Billions were wiped off the cryptocurrency market this week with the collapse of the terra “stablecoin”. But is its failure just another example of the here-today-gone-tomorrow nature of the sector, or could it be the beginning of a wider downturn?
What is terra?
Terra is a stablecoin – a cryptocurrency that is intended to have a fixed value, typically $1. Stablecoins function similarly to a bank in the crypto ecosystem, providing a safe place to store money and greasing the wheels of commerce.
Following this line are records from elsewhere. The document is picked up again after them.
//! Persistent Selection Store.
//!
//! A string key/value layer with localStorage semantics: synchronous, durable
//! before `set` returns, no TTL and no versioning.  `SelectionStore` puts typed
//! accessors for the current background and the favorite set on top of it.
//!
//! Corrupt or unreadable data never propagates: it is logged and read back as
//! absent / empty.

use std::collections::BTreeMap;
use std::path::{Path, PathBuf};

use tracing::{debug, warn};

use crate::error::StoreError;
use crate::model::{FavoriteSet, FavoriteState, MediaItem};

/// Durable key holding the current background image URL.
pub const BACKGROUND_KEY: &str = "breathSelectedBackground";
/// Durable key holding the serialized favorites list.
pub const FAVORITES_KEY: &str = "favorites";

pub trait KeyValueStore: Send {
    fn get(&self, key: &str) -> Option<String>;
    fn set(&mut self, key: &str, value: &str) -> Result<(), StoreError>;
    fn remove(&mut self, key: &str) -> Result<(), StoreError>;
}

// ── in-memory store ───────────────────────────────────────────────────────────

/// Process-local store.  Used when the data directory is unusable.
#[derive(Debug, Default, Clone)]
pub struct MemoryStore {
    entries: BTreeMap<String, String>,
}

impl MemoryStore {
    pub fn new() -> Self {
        Self::default()
    }
}

impl KeyValueStore for MemoryStore {
    fn get(&self, key: &str) -> Option<String> {
        self.entries.get(key).cloned()
    }

    fn set(&mut self, key: &str, value: &str) -> Result<(), StoreError> {
        self.entries.insert(key.to_string(), value.to_string());
        Ok(())
    }

    fn remove(&mut self, key: &str) -> Result<(), StoreError> {
        self.entries.remove(key);
        Ok(())
    }
}

// ── JSON file store ───────────────────────────────────────────────────────────

/// All keys live in one JSON object file.  Every mutation rewrites the file
/// (temp file + rename) before returning.
#[derive(Debug)]
pub struct JsonFileStore {
    path: PathBuf,
    entries: BTreeMap<String, String>,
}

impl JsonFileStore {
    /// Open the store at `path`.  A missing file is an empty store; an
    /// unreadable or malformed one is logged and treated as empty.
    pub fn open(path: impl Into<PathBuf>) -> Self {
        let path = path.into();
        let entries = Self::load_entries(&path);
        debug!("store: opened {:?} with {} keys", path, entries.len());
        Self { path, entries }
    }

    pub fn path(&self) -> &Path {
        &self.path
    }

    fn load_entries(path: &Path) -> BTreeMap<String, String> {
        let content = match std::fs::read_to_string(path) {
            Ok(c) => c,
            Err(e) if e.kind() == std::io::ErrorKind::NotFound => return BTreeMap::new(),
            Err(e) => {
                warn!("store: cannot read {:?}: {}; starting empty", path, e);
                return BTreeMap::new();
            }
        };
        match serde_json::from_str::<BTreeMap<String, String>>(&content) {
            Ok(entries) => entries,
            Err(e) => {
                warn!("store: {:?} is corrupt ({}); starting empty", path, e);
                BTreeMap::new()
            }
        }
    }

    fn flush(&self) -> Result<(), StoreError> {
        if let Some(parent) = self.path.parent() {
            std::fs::create_dir_all(parent)?;
        }
        let json = serde_json::to_string_pretty(&self.entries)?;
        let tmp = self.path.with_extension("json.tmp");
        std::fs::write(&tmp, json)?;
        std::fs::rename(&tmp, &self.path)?;
        Ok(())
    }
}

impl KeyValueStore for JsonFileStore {
    fn get(&self, key: &str) -> Option<String> {
        self.entries.get(key).cloned()
    }

    fn set(&mut self, key: &str, value: &str) -> Result<(), StoreError> {
        self.entries.insert(key.to_string(), value.to_string());
        self.flush()
    }

    fn remove(&mut self, key: &str) -> Result<(), StoreError> {
        if self.entries.remove(key).is_some() {
            self.flush()?;
        }
        Ok(())
    }
}

// ── typed selection store ─────────────────────────────────────────────────────

pub struct SelectionStore {
    backend: Box<dyn KeyValueStore>,
}

impl SelectionStore {
    pub fn new(backend: impl KeyValueStore + 'static) -> Self {
        Self {
            backend: Box::new(backend),
        }
    }

    pub fn background(&self) -> Option<String> {
        self.backend
            .get(BACKGROUND_KEY)
            .filter(|url| !url.trim().is_empty())
    }

    pub fn set_background(&mut self, url: &str) {
        if let Err(e) = self.backend.set(BACKGROUND_KEY, url) {
            warn!("store: failed to persist background: {}", e);
        }
    }

    pub fn clear_background(&mut self) {
        if let Err(e) = self.backend.remove(BACKGROUND_KEY) {
            warn!("store: failed to clear background: {}", e);
        }
    }

    /// Read the favorite set.  A corrupt entry yields an empty set; records
    /// that cannot be read as media items are skipped.
    pub fn favorites(&self) -> FavoriteSet {
        let Some(raw) = self.backend.get(FAVORITES_KEY) else {
            return FavoriteSet::new();
        };
        match parse_favorites(&raw) {
            Ok(set) => set,
            Err(e) => {
                warn!("store: {}", e);
                FavoriteSet::new()
            }
        }
    }

    pub fn save_favorites(&mut self, favorites: &FavoriteSet) {
        let json = match serde_json::to_string(favorites) {
            Ok(j) => j,
            Err(e) => {
                warn!("store: failed to encode favorites: {}", e);
                return;
            }
        };
        if let Err(e) = self.backend.set(FAVORITES_KEY, &json) {
            warn!("store: failed to persist favorites: {}", e);
        }
    }

    /// Flip `item` in the durable favorite set and write the whole set back.
    pub fn toggle_favorite(&mut self, item: &MediaItem) -> (FavoriteState, FavoriteSet) {
        let mut favorites = self.favorites();
        let state = favorites.toggle(item);
        self.save_favorites(&favorites);
        debug!("store: favorite {} -> {:?}", item.id, state);
        (state, favorites)
    }
}

fn parse_favorites(raw: &str) -> Result<FavoriteSet, StoreError> {
    let corrupt = |reason: String| StoreError::Corrupt {
        key: FAVORITES_KEY.to_string(),
        reason,
    };
    let value: serde_json::Value =
        serde_json::from_str(raw).map_err(|e| corrupt(e.to_string()))?;
    let entries = match value {
        serde_json::Value::Array(entries) => entries,
        serde_json::Value::Null => return Ok(FavoriteSet::new()),
        other => return Err(corrupt(format!("expected a list, found {}", other))),
    };
    let mut items = Vec::with_capacity(entries.len());
    for entry in entries {
        match serde_json::from_value::<MediaItem>(entry) {
            Ok(item) => items.push(item),
            Err(e) => debug!("store: skipping unreadable favorite: {}", e),
        }
    }
    Ok(FavoriteSet::from_items(items))
}

#[cfg(test)]
mod tests {
    use super::*;
    use std::collections::BTreeMap as Map;

    fn photo(id: &str) -> MediaItem {
        MediaItem {
            id: id.to_string(),
            alt_text: String::new(),
            preview_urls: Map::new(),
            original_url: format!("https://img.example/{id}.jpg"),
        }
    }

    #[test]
    fn background_round_trip_and_clear() {
        let mut store = SelectionStore::new(MemoryStore::new());
        assert_eq!(store.background(), None);
        store.set_background("https://img.example/a.jpg");
        assert_eq!(
            store.background().as_deref(),
            Some("https://img.example/a.jpg")
        );
        store.clear_background();
        assert_eq!(store.background(), None);
    }

    #[test]
    fn empty_background_is_absent() {
        let mut store = SelectionStore::new(MemoryStore::new());
        store.set_background("");
        assert_eq!(store.background(), None);
    }

    #[test]
    fn non_json_favorites_read_as_empty() {
        let mut backend = MemoryStore::new();
        backend.set(FAVORITES_KEY, "{not json").unwrap();
        let store = SelectionStore::new(backend);
        assert!(store.favorites().is_empty());
    }

    #[test]
    fn favorites_object_instead_of_list_reads_as_empty() {
        let mut backend = MemoryStore::new();
        backend.set(FAVORITES_KEY, r#"{"id": 1}"#).unwrap();
        let store = SelectionStore::new(backend);
        assert!(store.favorites().is_empty());
    }

    #[test]
    fn null_entries_in_favorites_are_skipped() {
        let mut backend = MemoryStore::new();
        backend
            .set(
                FAVORITES_KEY,
                r#"[{"id": 1, "alt": "a", "src": {"original": "https://x/1.jpg"}}, null]"#,
            )
            .unwrap();
        let store = SelectionStore::new(backend);
        let favs = store.favorites();
        assert_eq!(favs.len(), 1);
        assert!(favs.contains("1"));
    }

    #[test]
    fn toggle_favorite_writes_through() {
        let mut store = SelectionStore::new(MemoryStore::new());
        let (state, set) = store.toggle_favorite(&photo("9"));
        assert_eq!(state, FavoriteState::Favorited);
        assert!(set.contains("9"));
        assert!(store.favorites().contains("9"));

        let (state, _) = store.toggle_favorite(&photo("9"));
        assert_eq!(state, FavoriteState::NotFavorited);
        assert!(store.favorites().is_empty());
    }

    #[test]
    fn file_store_flushes_every_write() {
        let dir = tempfile::tempdir().unwrap();
        let path = dir.path().join("nested").join("storage.json");

        let mut store = JsonFileStore::open(&path);
        store.set(BACKGROUND_KEY, "https://img.example/b.jpg").unwrap();

        // A second instance sees the write without any explicit flush call.
        let reopened = JsonFileStore::open(&path);
        assert_eq!(
            reopened.get(BACKGROUND_KEY).as_deref(),
            Some("https://img.example/b.jpg")
        );

        store.remove(BACKGROUND_KEY).unwrap();
        assert_eq!(JsonFileStore::open(&path).get(BACKGROUND_KEY), None);
    }

    #[test]
    fn corrupt_file_opens_empty() {
        let dir = tempfile::tempdir().unwrap();
        let path = dir.path().join("storage.json");
        std::fs::write(&path, "this is not json").unwrap();

        let mut store = JsonFileStore::open(&path);
        assert_eq!(store.get(FAVORITES_KEY), None);

        // Writing replaces the corrupt file with a valid one.
        store.set(FAVORITES_KEY, "[]").unwrap();
        assert_eq!(
            JsonFileStore::open(&path).get(FAVORITES_KEY).as_deref(),
            Some("[]")
        );
    }
}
Many stablecoins, such as USDC and tether, get their stability from large reserves, and are supposed to keep enough liquid assets on hand to cover all of the coins in circulation. But terra is a new breed of “algorithmic stablecoin”, which effectively prints money out of thin air and uses a complex set of “smart contracts” to try to ensure the value hovers as close to $1 as possible. That arrangement worked – until it suddenly didn’t.
What happened this week?
Terra “broke its peg”. After hovering about $1 for almost a year, the value of one coin plummeted, first to 70¢, and then further, settling around 35¢ on Wednesday afternoon. The complex algorithmic deal that was supposed to keep the coin trading at a fixed price failed, as investors raced to liquidate their positions faster than the automatic stabilisers could kick in.
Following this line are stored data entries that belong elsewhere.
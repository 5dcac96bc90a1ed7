//! Status bar: route, backdrop and sound state, plus the page's keybindings.

use ratatui::{
    layout::Rect,
    style::{Modifier, Style},
    text::{Line, Span},
    widgets::Paragraph,
    Frame,
};
use space_core::{Backdrop, Route};

use crate::theme::{C_ACCENT, C_MUTED, C_PLAYING, C_SECONDARY};
use crate::widgets::media_list::truncate;

/// Top line: where we are and what the ambient session currently holds.
pub fn draw_session_bar(
    frame: &mut Frame,
    area: Rect,
    route: Route,
    backdrop: &Backdrop,
    sound: Option<&str>,
) {
    let mut spans = vec![
        Span::styled(
            " SAFE SPACE ",
            Style::default().fg(C_ACCENT).add_modifier(Modifier::BOLD),
        ),
        Span::styled(route.path(), Style::default().fg(C_SECONDARY)),
        Span::raw("  "),
    ];

    let budget = (area.width as usize / 3).max(12);
    match backdrop.image_url() {
        Some(url) => {
            spans.push(Span::styled("▣ ", Style::default().fg(C_PLAYING)));
            spans.push(Span::styled(
                truncate(url, budget),
                Style::default().fg(C_SECONDARY),
            ));
        }
        None => spans.push(Span::styled("▢ default background", Style::default().fg(C_MUTED))),
    }

    spans.push(Span::raw("  "));
    match sound {
        Some(url) => {
            spans.push(Span::styled("♪ ", Style::default().fg(C_PLAYING)));
            spans.push(Span::styled(
                truncate(url, budget),
                Style::default().fg(C_SECONDARY),
            ));
        }
        None => spans.push(Span::styled("♪ silent", Style::default().fg(C_MUTED))),
    }

    frame.render_widget(Paragraph::new(Line::from(spans)), area);
}

/// Bottom line: key hints for the current page.
pub fn draw_keys_bar(frame: &mut Frame, area: Rect, page_keys: &str, searching: bool) {
    let keys = if searching {
        " type a query  Enter search  Esc clear/close"
    } else {
        page_keys
    };
    let line = Line::from(vec![
        Span::styled(keys, Style::default().fg(C_MUTED)),
        Span::styled("  h home  b back  q quit", Style::default().fg(C_MUTED)),
    ]);
    frame.render_widget(Paragraph::new(line), area);
}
The other half of the terra stablecoin is a floating token called Luna. In theory, when the terra value drops too low, Luna holders are supposed to automatically trade their coins in, propping the price up. But the value of Luna has also fallen precipitously, from $86 last week to just 86¢ today. The charismatic co-founder of Terraform Labs, which developed the stablecoin, Do Kwon, has promised action, telling investors: “I understand the last 72 hours have been extremely tough on all of you – know that I am resolved to work with every one of you to weather this crisis, and we will build our way out of this. Together.”
Why does it matter?
As with every cryptocurrency bust, thousands of investors who thought they had discovered a get-rich-quick scheme are now finding they have lost almost all their money. Some are waiting for Kwon to step in with a rescue package, but others have lost faith in the project entirely.
More fundamentally, though, terra was seen as the shining light in the “decentralised finance” ecosystem. Critics had argued that its algorithm was more like a Ponzi scheme than a real reserve-backed currency, but its continued success bought Kwon the title of “crypto’s most-watched whale”, according to a profile on Bloomberg. The project had used its reserves to buy a large stake in bitcoin, further cementing the perception that it was too big to fail – until it did.
Now, some are asking, if terra could drop from a market cap of more than $45bn to less than $5bn in two days, what else in the system is on shaky territory? Could USDC or tether collapse in a similar way? And if they went, what else would follow? The collapse of terra may not turn out to be a Lehman Brothers for the cryptocurrency world, but it shows what it could look like.